Obviously, it’s important that we keep the House majority, and I have a lot of confidence in Richard Hudson and all the work being done at the N.R.C.C. By the way, I’ve criticized Speaker Johnson before, but this guy’s pulling rabbits out of a hat [unlike] anything I’ve ever seen before. He deserves a lot of credit for building that unity and making things happen in the House that seemed impossible in such a small majority and difficult situation.
Is that him or is that Trump?
President Trump is intimately involved in bringing that unity and making things happen, and working with Speaker Johnson to do it. He has a better relationship with Speaker Johnson than he’s had with any Republican leader that he’s had in that position before. But it’s important we keep the House majority. We’re going to keep the Senate majority. I think President Trump is really a lot more focused on the long-term future of the country than the midterms. I think he’s rightly far more focused on restoring America’s role in the world and diminishing the role of China.

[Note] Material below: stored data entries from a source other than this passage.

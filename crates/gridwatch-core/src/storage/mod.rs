//! SQLite-backed calendar storage.
//!
//! The events table is a flat copy of the ingested calendar -- nothing more.
//! Query surfaces ("next race", calendar listing) and the bot's startup load
//! read from here so the bot does not have to re-parse the feed on boot.

pub mod events_db;

pub use events_db::EventDb;

use std::path::{Path, PathBuf};

use crate::calendar::load_events;
use crate::error::Result;

/// Returns `~/.config/gridwatch[-dev]/` based on GRIDWATCH_ENV.
///
/// Set GRIDWATCH_ENV=dev to use the development data directory.
///
/// # Errors
/// Fails if the config directory cannot be created.
pub fn data_dir() -> std::io::Result<PathBuf> {
    let base_dir = dirs::home_dir()
        .unwrap_or_else(|| PathBuf::from("."))
        .join(".config");

    let env = std::env::var("GRIDWATCH_ENV").unwrap_or_else(|_| "production".to_string());

    let dir = if env == "dev" {
        base_dir.join("gridwatch-dev")
    } else {
        base_dir.join("gridwatch")
    };

    std::fs::create_dir_all(&dir)?;
    Ok(dir)
}

/// Ingest a calendar file into the events database, replacing its contents.
///
/// Returns the number of events stored.
pub fn convert_calendar(calendar: &Path, db: &Path) -> Result<usize> {
    let events = load_events(calendar)?;
    let mut event_db = EventDb::open(db)?;
    event_db.replace_events(&events)?;
    Ok(events.len())
}
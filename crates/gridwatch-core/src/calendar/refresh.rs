//! Daily calendar refresh.
//!
//! Re-downloads the published season calendar and rebuilds the events
//! database, but only when the feed content actually changed (SHA-256
//! compare against the local copy). The downloaded text is parsed before
//! anything on disk is touched, so a truncated or garbled response can
//! never clobber a good calendar.

use std::path::PathBuf;

use sha2::{Digest, Sha256};
use tracing::info;

use crate::calendar::parse_events;
use crate::error::{CalendarError, CoreError};
use crate::storage::EventDb;

/// The published Formula 1 season calendar feed.
pub const DEFAULT_CALENDAR_URL: &str =
    "https://files-f1.motorsportcalendars.com/f1-calendar_p1_p2_p3_qualifying_sprint_gp.ics";

/// Periodic calendar re-downloader.
pub struct CalendarRefresher {
    http: reqwest::Client,
    url: String,
    calendar_path: PathBuf,
    db_path: PathBuf,
}

impl CalendarRefresher {
    pub fn new(
        url: impl Into<String>,
        calendar_path: impl Into<PathBuf>,
        db_path: impl Into<PathBuf>,
    ) -> Self {
        Self {
            http: reqwest::Client::new(),
            url: url.into(),
            calendar_path: calendar_path.into(),
            db_path: db_path.into(),
        }
    }

    /// Download the feed; when its content changed, rewrite the local copy
    /// and rebuild the events database. Returns whether anything changed.
    pub async fn refresh(&self) -> Result<bool, CoreError> {
        let body = self
            .http
            .get(&self.url)
            .send()
            .await
            .and_then(|resp| resp.error_for_status())
            .map_err(CalendarError::DownloadFailed)?
            .text()
            .await
            .map_err(CalendarError::DownloadFailed)?;

        // Validate the download before touching anything on disk.
        let events = parse_events(&body)?;

        if let Ok(existing) = std::fs::read(&self.calendar_path) {
            if content_hash(&existing) == content_hash(body.as_bytes()) {
                return Ok(false);
            }
        }

        std::fs::write(&self.calendar_path, &body)?;
        let mut db = EventDb::open(&self.db_path)?;
        db.replace_events(&events)?;
        info!(count = events.len(), "calendar updated");
        Ok(true)
    }
}

fn content_hash(bytes: &[u8]) -> String {
    hex::encode(Sha256::digest(bytes))
}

Should President Trump follow the appropriations process and the spending that Congress agrees to in 2026 appropriations? There are threats that he will not.
Well, with any legal authority that he has to save tax
dollars and help us balance the budget, like he talked about in his address [to a joint session of Congress]—I think he’s serious about that. I’ve had private conversations with him about the $37 trillion national debt, and all of the interest, and defunding unnecessary programs. One thing we’re waiting on is for the White House to give us the rescissions package. That’s on Russ Vought. Give us these rescissions packages so that we can make all of these DOGE cuts permanent. And if we can’t do that, then we’re going to have a hard time doing anything.
But if you’re asking me if he should obey the law—of course, President Trump is going to obey the law, but he should use all of his legal authority to help us balance the budget. He has always given Congress budgets that are far more fiscally conservative than where Congress ends up at the end of the day.